Endlich beschäftigt sich die Forschung mit dem Thema

In den beiden Jahrzehnten nach dem Erscheinen der Frankfurter Ausgabe von Brods Kafka-Biografie interessierte sich offenbar niemand für die fehlenden Jahrzehnte im Lebenslauf von Dora Diamant. Denn die Zeit vor ihrer ersten Begegnung mit Kafka in Müritz und die 28 Jahre nach dessen Tod konnten vermeintlich nichts zu der immer umfangreicher werdenden Literatur zu dem Schriftsteller beitragen.[23] Erst 1984 fügte der aus Breslau stammende deutsch-amerikanische Übersetzer und Biograf Ernst Pawel (1920–1994) in seiner preisgekrönten Kafka-Biografie „The Nightmare of Reason“ auf anderthalb Seiten Begebenheiten aus Diamants Leben seit den späten 1920er-Jahren hinzu. Sie habe in dieser Zeit eine prominente Führungsperson der Deutschen Kommunistischen Partei geheiratet und mit ihm ein Kind bekommen. Einige Tage nach der Machtergreifung der Nationalsozialisten sei ihr Ehemann im Februar 1933 ins Ausland geflohen, gerade rechtzeitig vor der Fahndung durch die Gestapo und der Durchsuchung ihrer gemeinsamen Wohnung, bei der auch Papiere Kafkas konfisziert worden seien. Wenig später hätten Diamant und ihr Kind Deutschland verlassen und seien nach Moskau gegangen. Ihr Ehemann sei in der Sowjetunion festgenommen, als trotzkistischer Saboteur verurteilt und nach Workuta deportiert worden. Sie habe nie wieder etwas von ihm gehört. Nach einer Erkrankung ihrer Tochter an einem Nierenleiden sei Diamant 1938 die Ausreise nach England erlaubt worden, wo diese nach Diamants Tod 1952 heute noch leben würde.[24]
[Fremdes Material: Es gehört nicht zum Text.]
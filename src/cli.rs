use std::path::PathBuf;
use std::str::FromStr;

use bloomcycle::models::Frequency;
use chrono::{NaiveDate, NaiveTime, Weekday};
use clap::{Args, Parser, Subcommand};
use uuid::Uuid;

/// Private, on-device cycle tracker.
#[derive(Parser)]
#[command(name = "bloomcycle", version, about = "Private, on-device cycle tracker")]
pub struct Cli {
    /// Increase verbosity (-v info, -vv debug, -vvv trace).
    #[arg(short, long, global = true, action = clap::ArgAction::Count)]
    pub verbose: u8,

    /// Path to TOML configuration file.
    #[arg(short, long, global = true)]
    pub config: Option<PathBuf>,

    /// Vault passphrase.
    #[arg(long, global = true, env = "BLOOMCYCLE_PASSPHRASE", hide_env_values = true)]
    pub passphrase: Option<String>,

    /// Pretend today is this date (YYYY-MM-DD).
    #[arg(long, global = true)]
    pub today: Option<NaiveDate>,

    /// Subcommand to run.
    #[command(subcommand)]
    pub command: Command,
}

#[derive(Subcommand)]
pub enum Command {
    /// Current cycle day, phase and next period.
    Status {
        /// Print JSON instead of text.
        #[arg(long)]
        json: bool,
    },
    /// Logged and predicted period days.
    Calendar(CalendarArgs),
    /// Show or change cycle settings.
    Settings {
        #[command(subcommand)]
        action: SettingsAction,
    },
    /// Manage logged period start dates.
    Log {
        #[command(subcommand)]
        action: LogAction,
    },
    /// Cycle length statistics from the period log.
    Stats,
    /// When the next period is expected, relative to today.
    Outlook,
    /// Show or change reminder settings.
    Reminders {
        #[command(subcommand)]
        action: ReminderAction,
    },
    /// Track medications.
    Meds {
        #[command(subcommand)]
        action: MedsAction,
    },
    /// Write every stored entry as plain JSON.
    Export {
        /// Output file. Defaults to stdout.
        #[arg(short, long)]
        output: Option<PathBuf>,
    },
    /// Delete the vault permanently.
    Wipe {
        /// Confirm deletion.
        #[arg(long)]
        yes: bool,
    },
}

#[derive(Args)]
pub struct CalendarArgs {
    /// First date of the range.
    #[arg(long, conflicts_with = "month")]
    pub from: Option<NaiveDate>,

    /// Last date of the range.
    #[arg(long, conflicts_with = "month")]
    pub to: Option<NaiveDate>,

    /// Show one month (YYYY-MM).
    #[arg(long)]
    pub month: Option<YearMonth>,

    /// Print JSON instead of text.
    #[arg(long)]
    pub json: bool,
}

#[derive(Subcommand)]
pub enum SettingsAction {
    Show,
    Set {
        /// Start date of the most recent period.
        #[arg(long)]
        last_period: NaiveDate,

        /// Average cycle length in days (21-35).
        #[arg(long, default_value_t = bloomcycle::models::DEFAULT_CYCLE_DAYS)]
        cycle_days: u32,

        /// Average period length in days (1-10).
        #[arg(long, default_value_t = bloomcycle::models::DEFAULT_MENSTRUAL_DAYS)]
        period_days: u32,
    },
}

#[derive(Subcommand)]
pub enum LogAction {
    /// Log a period start. Defaults to today.
    Add { date: Option<NaiveDate> },
    Remove { date: NaiveDate },
    List,
}

#[derive(Subcommand)]
pub enum ReminderAction {
    /// Settings and the upcoming schedule.
    Show,
    Set {
        #[arg(long)]
        all: Option<bool>,
        #[arg(long)]
        menstrual: Option<bool>,
        #[arg(long)]
        ovulation: Option<bool>,
        #[arg(long)]
        ovulation_day: Option<bool>,
        #[arg(long)]
        ovulation_end: Option<bool>,
        /// Time of day (HH:MM).
        #[arg(long, value_parser = parse_time)]
        time: Option<NaiveTime>,
    },
}

#[derive(Subcommand)]
pub enum MedsAction {
    Add(MedAddArgs),
    /// Record a dose taken today.
    Take { id: Uuid },
    List,
    /// Share of expected doses taken in the last seven days.
    Adherence,
}

#[derive(Args)]
pub struct MedAddArgs {
    pub name: String,

    #[arg(long, default_value = "")]
    pub dosage: String,

    /// Due every N days.
    #[arg(long, conflicts_with_all = ["weekdays", "day_of_month"])]
    pub every_n_days: Option<u32>,

    /// Due on these weekdays (e.g. mon,thu).
    #[arg(long, value_delimiter = ',', conflicts_with = "day_of_month")]
    pub weekdays: Vec<Weekday>,

    /// Due on this day of each month.
    #[arg(long)]
    pub day_of_month: Option<u32>,
}

impl MedAddArgs {
    /// Daily unless another schedule was given.
    pub fn frequency(&self) -> Frequency {
        if let Some(interval) = self.every_n_days {
            Frequency::EveryNDays { interval }
        } else if !self.weekdays.is_empty() {
            Frequency::Weekly {
                days_of_week: self.weekdays.clone(),
            }
        } else if let Some(day_of_month) = self.day_of_month {
            Frequency::Monthly { day_of_month }
        } else {
            Frequency::Daily
        }
    }
}

/// A calendar month given as `YYYY-MM`.
#[derive(Debug, Clone, Copy, PartialEq, Eq)]
pub struct YearMonth {
    pub year: i32,
    pub month: u32,
}

impl FromStr for YearMonth {
    type Err = String;

    fn from_str(s: &str) -> Result<Self, Self::Err> {
        let (year, month) = s
            .split_once('-')
            .ok_or_else(|| format!("expected YYYY-MM, got '{s}'"))?;
        let year = year.parse().map_err(|_| format!("invalid year '{year}'"))?;
        let month: u32 = month.parse().map_err(|_| format!("invalid month '{month}'"))?;
        if !(1..=12).contains(&month) {
            return Err(format!("month must be 1-12, got {month}"));
        }
        Ok(Self { year, month })
    }
}

fn parse_time(s: &str) -> Result<NaiveTime, String> {
    NaiveTime::parse_from_str(s, "%H:%M").map_err(|e| format!("expected HH:MM: {e}"))
}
Pawel zitierte auch einen Brief von Diamant an Brod vom Mai 1930 aus Berlin-Charlottenburg, den Brod bereits 1966 unkommentiert veröffentlicht hatte und in dem sie ihr ambivalentes Verhältnis zu Kafkas literarischem Schaffen und der geplanten Veröffentlichung seines Nachlasses schilderte: „Wie ich noch in so unmittelbarer Nähe von Franz lebte, konnte ich nichts anderes, als ihn und mich sehen. Alles, was nicht er selbst war, war halt unbedeutend und manchmal sogar lächerlich. Sein Werk war im besten Fall unbedeutend. Der Versuch, sein Werk als einen Teil von ihm darzustellen, war mir halt lächerlich. Das ist der Ursprung meines ablehnenden Verhaltens gegenüber der Herausgabe des Nachlasses. Außerdem kam damals das mir erst jetzt zu Bewusstsein kommende Gefühl des Teilenmüssens. Jede öffentliche Äußerung, jedes Gespräch betrachtete ich als einen gewaltsamen Einbruch in mein Reich. […]“[25]

Noch zu diesem Zeitpunkt, also im Mai 1930, hatte Diamant verheimlicht, nach Kafkas Tod eine bedeutende Anzahl von dessen Manuskripten und Briefen zurückgehalten zu haben, was schließlich zum Verlust der Schriftstücke bei der Beschlagnahme durch die Gestapo führte. Auch in diesem Fall hatte Brod schon früher berichtet, dass Diamant diesen Umstand schließlich habe gestehen müssen. Nach der Beschlagnahme von einem Teil von Kafkas Nachlass „bei Frau Dora Dymant“ habe er, Brod, den Schriftsteller Camill Hoffmann (1878–1944 KZ Auschwitz), Presseattaché der tschechoslowakischen Botschaft in Berlin, um „Nachforschung und Intervention“ gebeten: „Seine Mühe war diesmal vergebens. Bald verschwand er selbst in den Stürmen der Zeit […] Auschwitz? – Der Berliner Nachlass Kafkas ist wohl endgültig als verloren anzusehen.“[26]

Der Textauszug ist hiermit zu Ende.